_WHAT YOU ARE ASKED TO DO:_ Taking the lines below one at a time, count those with the string "struct" and give the result alone.

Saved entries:
Segment Open

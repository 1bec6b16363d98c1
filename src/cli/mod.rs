use anyhow::{Context, Result};
use chrono::NaiveDate;
use clap::{Args, Parser, Subcommand};

use crate::application::{AccountSession, BankService};
use crate::domain::{Direction, Transaction, format_cents, parse_cents};
use crate::io::Exporter;

/// Coffer - a small bank ledger
#[derive(Parser)]
#[command(name = "coffer")]
#[command(about = "Accounts with PINs, transfers between them and monthly interest")]
#[command(version)]
pub struct Cli {
    /// Database file path
    #[arg(short, long, default_value = "coffer.db")]
    pub database: String,

    /// Enable verbose output
    #[arg(short, long, global = true)]
    pub verbose: bool,

    #[command(subcommand)]
    pub command: Commands,
}

/// Name and PIN identifying the account a command acts on
#[derive(Args)]
pub struct Credentials {
    /// Account name
    #[arg(long)]
    pub name: String,

    /// Account PIN
    #[arg(long)]
    pub pin: String,
}

#[derive(Subcommand)]
pub enum Commands {
    /// Initialize a new database
    Init,

    /// Open a new account
    Open {
        /// Account name (must be unique)
        name: String,

        /// Opening balance (e.g., "100.00" or "100")
        #[arg(short, long, default_value = "0")]
        balance: String,

        /// Annual interest rate as a decimal (0.01 for 1%)
        #[arg(short, long, default_value = "0")]
        rate: String,

        /// PIN protecting the account
        #[arg(long)]
        pin: String,
    },

    /// List all accounts
    Accounts,

    /// Show the balance of an account
    Balance {
        #[command(flatten)]
        credentials: Credentials,
    },

    /// Deposit money into an account
    Deposit {
        /// Amount to deposit (e.g., "50.00" or "50")
        amount: String,

        #[command(flatten)]
        credentials: Credentials,

        /// Description of the deposit
        #[arg(short, long)]
        description: Option<String>,
    },

    /// Withdraw money from an account
    Withdraw {
        /// Amount to withdraw
        amount: String,

        #[command(flatten)]
        credentials: Credentials,

        /// Description of the withdrawal
        #[arg(short, long)]
        description: Option<String>,
    },

    /// Transfer money to another account
    Transfer {
        /// Amount to transfer
        amount: String,

        #[command(flatten)]
        credentials: Credentials,

        /// Recipient account name
        #[arg(long)]
        to: String,
    },

    /// Show an account's transaction history
    History {
        #[command(flatten)]
        credentials: Credentials,

        /// Format: table, csv, json
        #[arg(short, long, default_value = "table")]
        format: String,

        /// Output file for csv/json (stdout if omitted)
        #[arg(short, long)]
        output: Option<String>,
    },

    /// Apply monthly interest to every account
    Interest {
        /// Accrual date (YYYY-MM-DD, defaults to today)
        #[arg(long)]
        date: Option<String>,
    },
}

impl Cli {
    pub async fn run(self) -> Result<()> {
        let Cli {
            database, command, ..
        } = self;

        let service = match command {
            Commands::Init => {
                BankService::init(&database).await?;
                println!("Database initialized: {}", database);
                return Ok(());
            }
            Commands::Interest { date } => {
                let service = BankService::connect(&database).await?;
                return run_interest_command(&service, date).await;
            }
            _ => BankService::connect(&database).await?,
        };
        auto_apply_interest(&service).await?;

        match command {
            Commands::Init | Commands::Interest { .. } => {}

            Commands::Open {
                name,
                balance,
                rate,
                pin,
            } => {
                let opening_cents =
                    parse_cents(&balance).context("Invalid balance. Use '100.00' or '100'")?;
                let rate = parse_rate(&rate)?;
                let summary = service
                    .create_account(name, opening_cents, rate, pin)
                    .await?;
                println!(
                    "Opened account '{}' (id {}) with balance {}",
                    summary.name,
                    summary.id,
                    format_cents(summary.balance_cents)
                );
            }

            Commands::Accounts => run_accounts_command(&service),

            Commands::Balance { credentials } => {
                let session = login(&service, &credentials)?;
                let account = service.account(&session)?;
                println!(
                    "{}: {}",
                    account.name,
                    format_cents(account.balance_cents)
                );
            }

            Commands::Deposit {
                amount,
                credentials,
                description,
            } => {
                let session = login(&service, &credentials)?;
                let amount_cents = parse_amount(&amount)?;
                service
                    .deposit(&session, amount_cents, description.as_deref().unwrap_or(""))
                    .await?;
                let account = service.account(&session)?;
                println!(
                    "Deposited {}. New balance: {}",
                    format_cents(amount_cents),
                    format_cents(account.balance_cents)
                );
            }

            Commands::Withdraw {
                amount,
                credentials,
                description,
            } => {
                let session = login(&service, &credentials)?;
                let amount_cents = parse_amount(&amount)?;
                service
                    .withdraw(&session, amount_cents, description.as_deref().unwrap_or(""))
                    .await?;
                let account = service.account(&session)?;
                println!(
                    "Withdrew {}. New balance: {}",
                    format_cents(amount_cents),
                    format_cents(account.balance_cents)
                );
            }

            Commands::Transfer {
                amount,
                credentials,
                to,
            } => {
                let session = login(&service, &credentials)?;
                let amount_cents = parse_amount(&amount)?;
                let result = service.transfer(&session, &to, amount_cents).await?;
                println!(
                    "Transferred {}: {} -> {}",
                    format_cents(result.receipt.outgoing.amount_cents),
                    result.from_account_name,
                    result.to_account_name
                );
            }

            Commands::History {
                credentials,
                format,
                output,
            } => {
                let session = login(&service, &credentials)?;
                run_history_command(&service, &session, &format, output)?;
            }
        }

        Ok(())
    }
}

/// Accrue any interest due before running a command, the way the
/// interactive menu did after every action. A failed accrual aborts the
/// command.
async fn auto_apply_interest(service: &BankService) -> Result<()> {
    let accrued = service
        .apply_monthly_interest()
        .await
        .context("Automatic interest accrual failed")?;
    if !accrued.is_empty() {
        tracing::info!(accounts = accrued.len(), "interest accrued before command");
    }
    Ok(())
}

fn login(service: &BankService, credentials: &Credentials) -> Result<AccountSession> {
    Ok(service.login(&credentials.name, &credentials.pin)?)
}

fn parse_amount(amount: &str) -> Result<i64> {
    parse_cents(amount).context("Invalid amount format. Use '50.00' or '50'")
}

fn parse_rate(rate: &str) -> Result<f64> {
    let value: f64 = rate
        .trim()
        .parse()
        .with_context(|| format!("Invalid interest rate '{}'. Use a decimal like 0.01", rate))?;
    if !value.is_finite() {
        anyhow::bail!("Interest rate must be a finite number");
    }
    Ok(value)
}

fn run_accounts_command(service: &BankService) {
    let accounts = service.list_accounts();
    if accounts.is_empty() {
        println!("No accounts found.");
        return;
    }

    println!(
        "{:<6} {:<20} {:>12} {:>8} {:<12}",
        "ID", "NAME", "BALANCE", "RATE", "INTEREST"
    );
    println!("{}", "-".repeat(62));
    for account in accounts {
        println!(
            "{:<6} {:<20} {:>12} {:>7.2}% {:<12}",
            account.id,
            truncate(&account.name, 20),
            format_cents(account.balance_cents),
            account.interest_rate * 100.0,
            account.last_interest_date.format("%Y-%m").to_string()
        );
    }
}

fn run_history_command(
    service: &BankService,
    session: &AccountSession,
    format: &str,
    output: Option<String>,
) -> Result<()> {
    let exporter = Exporter::new(service);

    match format.to_lowercase().as_str() {
        "table" => print_history_table(&service.history(session)?),
        "csv" => {
            let count = exporter.export_history_csv(session, open_output(&output)?)?;
            if output.is_some() {
                eprintln!("Exported {} transactions", count);
            }
        }
        "json" => {
            let count = exporter.export_history_json(session, open_output(&output)?)?;
            if output.is_some() {
                eprintln!("Exported {} transactions", count);
            }
        }
        other => anyhow::bail!("Unknown format '{}'. Use table, csv or json", other),
    }
    Ok(())
}

fn open_output(output: &Option<String>) -> Result<Box<dyn std::io::Write>> {
    Ok(match output {
        Some(path) => Box::new(
            std::fs::File::create(path)
                .with_context(|| format!("Failed to create output file: {}", path))?,
        ),
        None => Box::new(std::io::stdout()),
    })
}

fn print_history_table(transactions: &[Transaction]) {
    if transactions.is_empty() {
        println!("No transactions found.");
        return;
    }

    println!(
        "{:<20} {:<11} {:>12} DESCRIPTION",
        "DATE", "TYPE", "AMOUNT"
    );
    println!("{}", "-".repeat(70));
    for transaction in transactions {
        let signed = match transaction.direction {
            Direction::Incoming => format!("+{}", format_cents(transaction.amount_cents)),
            Direction::Outgoing => format!("-{}", format_cents(transaction.amount_cents)),
        };
        println!(
            "{:<20} {:<11} {:>12} {}",
            transaction.timestamp.format("%Y-%m-%d %H:%M:%S").to_string(),
            transaction.kind.as_str(),
            signed,
            truncate(transaction.description.as_deref().unwrap_or(""), 30)
        );
    }
}

async fn run_interest_command(service: &BankService, date: Option<String>) -> Result<()> {
    let accrued = match date {
        Some(date_str) => {
            let today = parse_date(&date_str)?;
            service.apply_monthly_interest_on(today).await?
        }
        None => service.apply_monthly_interest().await?,
    };

    if accrued.is_empty() {
        println!("No account was due for interest.");
        return Ok(());
    }

    let names = service.list_accounts();
    for transaction in &accrued {
        let name = names
            .iter()
            .find(|account| account.id == transaction.account_id)
            .map(|account| account.name.as_str())
            .unwrap_or("?");
        println!(
            "{:<20} {}{}",
            name,
            if transaction.is_incoming() { "+" } else { "-" },
            format_cents(transaction.amount_cents)
        );
    }
    println!("Applied interest to {} account(s).", accrued.len());
    Ok(())
}

fn truncate(s: &str, max_len: usize) -> String {
    if s.chars().count() <= max_len {
        s.to_string()
    } else {
        let kept: String = s.chars().take(max_len.saturating_sub(3)).collect();
        format!("{}...", kept)
    }
}

fn parse_date(date_str: &str) -> Result<NaiveDate> {
    NaiveDate::parse_from_str(date_str, "%Y-%m-%d")
        .with_context(|| format!("Invalid date format '{}'. Use YYYY-MM-DD", date_str))
}
mod account;
mod bank;
mod error;
mod money;
mod transaction;

pub use account::*;
pub use bank::*;
pub use error::*;
pub use money::*;
pub use transaction::*;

Segment Closed

_TASK RESULT:_ 2